Referring to fig. 1 and fig. 2, fig. 1 is a schematic structural diagram of a battery performance detection system according to an embodiment of the present disclosure. Fig. 2 is a schematic structural diagram of a battery voltage detection circuit, a switch circuit, and a load circuit of a battery pack performance detection system according to an embodiment of the present application.
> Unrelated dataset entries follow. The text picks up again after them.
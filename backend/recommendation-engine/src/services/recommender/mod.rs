mod content_based;
mod contextual;
mod hybrid;
mod popular;
mod preference;
mod similar;

use crate::config::RecommenderConfig;
use crate::db::CatalogStore;
use crate::error::Result;
use crate::models::{ContextQuery, Event, RecommendationSet, RecommendationStrategy};
use crate::services::diversity::DiversityLayer;
use crate::services::embedding::EmbeddingProvider;
use crate::telemetry;
use async_trait::async_trait;
use std::sync::Arc;
use tracing::info;
use uuid::Uuid;

pub use content_based::{
    ContentProfileBuilder, ContentRecommender, TasteProfile, VectorSearch, CONTENT_REASON,
};
pub use contextual::{interpret, ContextPlan, ContextualRecommender, TimeCue};
pub use hybrid::{deduplicate, HybridRecommender, MitigationSettings};
pub use popular::{rank_by_popularity, PopularRecommender, POPULAR_REASON};
pub use preference::{PreferenceMatcher, PreferenceRecommender, NO_MATCH_REASON};
pub use similar::SimilarItemsFinder;

/// A per-user recommendation strategy.
#[async_trait]
pub trait UserRecommender: Send + Sync {
    /// The returned set is labeled with the strategy that actually produced
    /// it, which differs from `strategy()` when a fallback was taken.
    async fn recommend_for(&self, user_id: Uuid, limit: usize) -> Result<RecommendationSet>;

    fn strategy(&self) -> RecommendationStrategy;
}

/// Entry point wiring every recommender over one store.
pub struct RecommenderService {
    popular: Arc<PopularRecommender>,
    preference: Arc<PreferenceRecommender>,
    content: Arc<ContentRecommender>,
    hybrid: HybridRecommender,
    similar: SimilarItemsFinder,
    contextual: ContextualRecommender,
    default_limit: usize,
}

impl RecommenderService {
    pub fn new(
        store: Arc<dyn CatalogStore>,
        config: &RecommenderConfig,
        embedder: Option<Arc<dyn EmbeddingProvider>>,
    ) -> Self {
        let diversity = DiversityLayer::new(config.max_per_category);
        let dimension = embedder
            .as_ref()
            .map(|e| e.dimension())
            .unwrap_or(config.embedding_dimension);

        let popular = Arc::new(PopularRecommender::new(store.clone()));
        let preference = Arc::new(PreferenceRecommender::new(
            store.clone(),
            popular.clone(),
            diversity,
            config.candidate_pool_factor,
        ));
        let content = Arc::new(ContentRecommender::new(
            ContentProfileBuilder::new(store.clone(), dimension),
            VectorSearch::new(store.clone()),
            popular.clone(),
            diversity,
            config.candidate_pool_factor,
        ));

        let phases: Vec<Arc<dyn UserRecommender>> = vec![
            preference.clone() as Arc<dyn UserRecommender>,
            content.clone() as Arc<dyn UserRecommender>,
        ];
        let hybrid = HybridRecommender::new(phases, diversity, store.clone());

        info!(
            "Recommender initialized: dimension={}, max_per_category={}, pool_factor={}",
            dimension, config.max_per_category, config.candidate_pool_factor
        );

        Self {
            popular,
            preference,
            content,
            hybrid,
            similar: SimilarItemsFinder::new(store.clone(), embedder),
            contextual: ContextualRecommender::new(store, config.context_pool_size),
            default_limit: config.default_limit,
        }
    }

    /// Apply bias mitigations to every hybrid list.
    pub fn with_mitigation(mut self, settings: MitigationSettings) -> Self {
        self.hybrid = self.hybrid.with_mitigation(settings);
        self
    }

    /// A zero limit asks for the configured default.
    fn limit(&self, requested: usize) -> usize {
        if requested == 0 {
            self.default_limit
        } else {
            requested
        }
    }

    pub async fn recommend_preferences(
        &self,
        user_id: Uuid,
        limit: usize,
    ) -> Result<RecommendationSet> {
        served(self.preference.recommend(user_id, self.limit(limit)).await?)
    }

    pub async fn recommend_content(
        &self,
        user_id: Uuid,
        limit: usize,
    ) -> Result<RecommendationSet> {
        served(self.content.recommend(user_id, self.limit(limit)).await?)
    }

    pub async fn recommend_hybrid(&self, user_id: Uuid, limit: usize) -> Result<RecommendationSet> {
        served(self.hybrid.recommend(user_id, self.limit(limit)).await?)
    }

    pub async fn recommend_popular(&self, limit: usize) -> Result<RecommendationSet> {
        served(self.popular.recommend(self.limit(limit)).await?)
    }

    pub async fn recommend_similar(
        &self,
        event_id: Uuid,
        limit: usize,
    ) -> Result<RecommendationSet> {
        served(self.similar.recommend(event_id, self.limit(limit)).await?)
    }

    pub async fn recommend_contextual(&self, context: &ContextQuery) -> Result<RecommendationSet> {
        served(self.contextual.recommend(context).await?)
    }

    /// The user's taste vector, if they have embedded history.
    pub async fn content_profile(&self, user_id: Uuid) -> Result<Option<Vec<f32>>> {
        Ok(self
            .content
            .profiles()
            .build_profile(user_id)
            .await?
            .map(|p| p.vector))
    }

    /// Upcoming events nearest to `profile`, skipping `exclude`.
    pub async fn search_by_profile(
        &self,
        profile: Option<&[f32]>,
        exclude: &[Uuid],
        limit: usize,
    ) -> Result<Vec<Event>> {
        self.content
            .search()
            .search(profile, exclude, self.limit(limit))
            .await
    }
}

fn served(set: RecommendationSet) -> Result<RecommendationSet> {
    telemetry::record_served(set.strategy.as_str());
    Ok(set)
}

#[cfg(test)]
mod tests {
    use super::*;
    use crate::db::InMemoryCatalogStore;
    use crate::models::{Interaction, InteractionType};
    use chrono::{Duration, Utc};

    fn event(title: &str, days_ahead: i64, embedding: Option<Vec<f32>>) -> Event {
        Event {
            id: Uuid::new_v4(),
            title: title.to_string(),
            description: None,
            category: None,
            venue: None,
            price_min: None,
            price_max: None,
            is_free: false,
            tags: Vec::new(),
            source: None,
            embedding,
            starts_at: Utc::now() + Duration::days(days_ahead),
        }
    }

    fn interaction(user_id: Uuid, event_id: Uuid, kind: InteractionType) -> Interaction {
        Interaction {
            user_id,
            event_id,
            kind,
            occurred_at: Utc::now() - Duration::hours(2),
            context: None,
        }
    }

    fn service(store: &Arc<InMemoryCatalogStore>, dimension: usize) -> RecommenderService {
        let config = RecommenderConfig {
            embedding_dimension: dimension,
            ..Default::default()
        };
        let store: Arc<dyn CatalogStore> = store.clone();
        RecommenderService::new(store, &config, None)
    }

    #[tokio::test]
    async fn test_profile_is_none_without_history() {
        let store = Arc::new(InMemoryCatalogStore::new());
        store.insert_event(event("a", 1, Some(vec![1.0, 0.0]))).await;

        let profile = service(&store, 2).content_profile(Uuid::new_v4()).await.unwrap();
        assert!(profile.is_none());
    }

    #[tokio::test]
    async fn test_profile_ignores_interactions_without_embeddings() {
        let store = Arc::new(InMemoryCatalogStore::new());
        let bare = event("bare", 1, None);
        store.insert_event(bare.clone()).await;
        let user_id = Uuid::new_v4();
        store
            .record_interaction(interaction(user_id, bare.id, InteractionType::Save))
            .await;

        let profile = service(&store, 2).content_profile(user_id).await.unwrap();
        assert!(profile.is_none());
    }

    #[tokio::test]
    async fn test_profile_is_weighted_mean_of_history() {
        let store = Arc::new(InMemoryCatalogStore::new());
        let saved = event("saved", -3, Some(vec![1.0, 1.0]));
        let viewed = event("viewed", -2, Some(vec![0.0, 0.0]));
        store.insert_event(saved.clone()).await;
        store.insert_event(viewed.clone()).await;

        let user_id = Uuid::new_v4();
        store
            .record_interaction(interaction(user_id, saved.id, InteractionType::Save))
            .await;
        store
            .record_interaction(interaction(user_id, viewed.id, InteractionType::View))
            .await;

        // save weighs 3, view weighs 1
        let profile = service(&store, 2)
            .content_profile(user_id)
            .await
            .unwrap()
            .unwrap();
        assert_eq!(profile.len(), 2);
        assert!(profile.iter().all(|v| (v - 0.75).abs() < 1e-6));
    }

    #[tokio::test]
    async fn test_search_by_missing_profile_is_empty() {
        let store = Arc::new(InMemoryCatalogStore::new());
        store.insert_event(event("a", 1, Some(vec![1.0, 0.0]))).await;

        let found = service(&store, 2)
            .search_by_profile(None, &[], 10)
            .await
            .unwrap();
        assert!(found.is_empty());
    }

    #[tokio::test]
    async fn test_search_by_profile_skips_excluded_and_orders_by_distance() {
        let store = Arc::new(InMemoryCatalogStore::new());
        let near = event("near", 2, Some(vec![1.0, 0.05]));
        let closest = event("closest", 3, Some(vec![1.0, 0.0]));
        let far = event("far", 1, Some(vec![0.0, 1.0]));
        let bare = event("bare", 1, None);
        for e in [&near, &closest, &far, &bare] {
            store.insert_event(e.clone()).await;
        }

        let found = service(&store, 2)
            .search_by_profile(Some(&[1.0, 0.0]), &[closest.id], 10)
            .await
            .unwrap();
        let ids: Vec<Uuid> = found.iter().map(|e| e.id).collect();
        assert_eq!(ids, vec![near.id, far.id]);
    }

    #[tokio::test]
    async fn test_zero_limit_uses_configured_default() {
        let store = Arc::new(InMemoryCatalogStore::new());
        for i in 0..15 {
            store
                .insert_event(event(&format!("e{}", i), i + 1, None))
                .await;
        }
        let service = service(&store, 2);

        let default_set = service.recommend_popular(0).await.unwrap();
        assert_eq!(default_set.len(), RecommenderConfig::default().default_limit);
        assert_eq!(service.recommend_popular(4).await.unwrap().len(), 4);
    }
}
The invention provides a battery pack performance detection system, which comprises but is not limited to a battery voltage detection circuit 10, a switch circuit 20, a load circuit 30 and a battery ground connection circuit 40. One end of the battery voltage detection circuit 10 is connected with the positive electrode of the battery pack, and the output end of the battery voltage detection circuit 10 is connected with the acquisition card; one end of the switch circuit 20 is connected to the other end of the battery voltage detection circuit 10, the switch circuit 20 is configured to switch on the battery voltage detection circuit 10 and the load circuit 30 when the switch circuit 20 is turned on, and the switch circuit 20 is configured to switch off the battery voltage detection circuit 10 and the load circuit 30 when the switch circuit 20 is turned off; one end of the load circuit 30 is connected with the other end of the switch circuit 20, and the other end of the load circuit 30 is connected with the cathode of the battery pack; the battery ground connection circuit 40 is connected to one end of the battery voltage detection circuit 10 and the other end of the load circuit 30, respectively.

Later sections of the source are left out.